Abstract

Background The present study was designed to determine the value of pre-ablation stimulated thyroglobulin (s-Tg) in predicting distant metastasis (DM) at the time of ablation in children with differentiated thyroid cancer. Methods From August 2009 to December 2016, consecutive children with differentiated thyroid cancer undergoing remnant ablation were retrospectively analyzed. Serum s-Tg was measured with the high-sensitive electrochemiluminescence immunoassay during hypothyroidism at ablation just before the ablative radioactive iodine (131I) administration.
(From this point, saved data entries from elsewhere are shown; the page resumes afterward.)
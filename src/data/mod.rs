//! Data module - loading, derivation, joining, filtering, and caching

pub mod cache;
pub mod filter;
pub mod generator;
pub mod loader;
pub mod processor;
pub mod sample;

pub use cache::{CacheError, DataCache};
pub use filter::{FilterCriteria, FilteredData};
pub use loader::{DataLoader, DataOrigin, LoaderError, RawData};
pub use processor::{DataProcessor, PreparedData, ProcessorError};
Post-ablation, whole body planar scintigraphy was obtained 5 days after administration of ablation activity of 131I. Single photon emission computed tomography/low-dose computed tomography (SPECT/CT) was added for children whose planar findings were inconclusive. Receiver-operating characteristics (ROC) curve analysis was employed to find a cut-off level of pre-ablation s-Tg as a predictor of DM at the time of ablation. Results Fifty-seven children were included for the analysis. Metastases were noticed on post-ablation scintigraphy in 20 (35%) children: five post-operative residual neck lymph node metastases, four post-operative residual neck lymph node and lung metastases, three mediastinal lymph node and lung metastases and eight lung metastases. A significant difference in pre-ablation s-Tg levels was found in children with DM compared with those without DM, 603.5 vs. 5.7 ng/mL, respectively. A pre-ablation s-Tg level of 156 ng/mL was established as the optimal cut-off point to predict DM. Conclusions This study demonstrated that pre-ablation s-Tg could potentially act as a predictor of DM at the time of ablation in children with differentiated thyroid cancer. We also propose a specific pre-ablation s-Tg cut-off value of 156 ng/mL as an optimal threshold for practical use.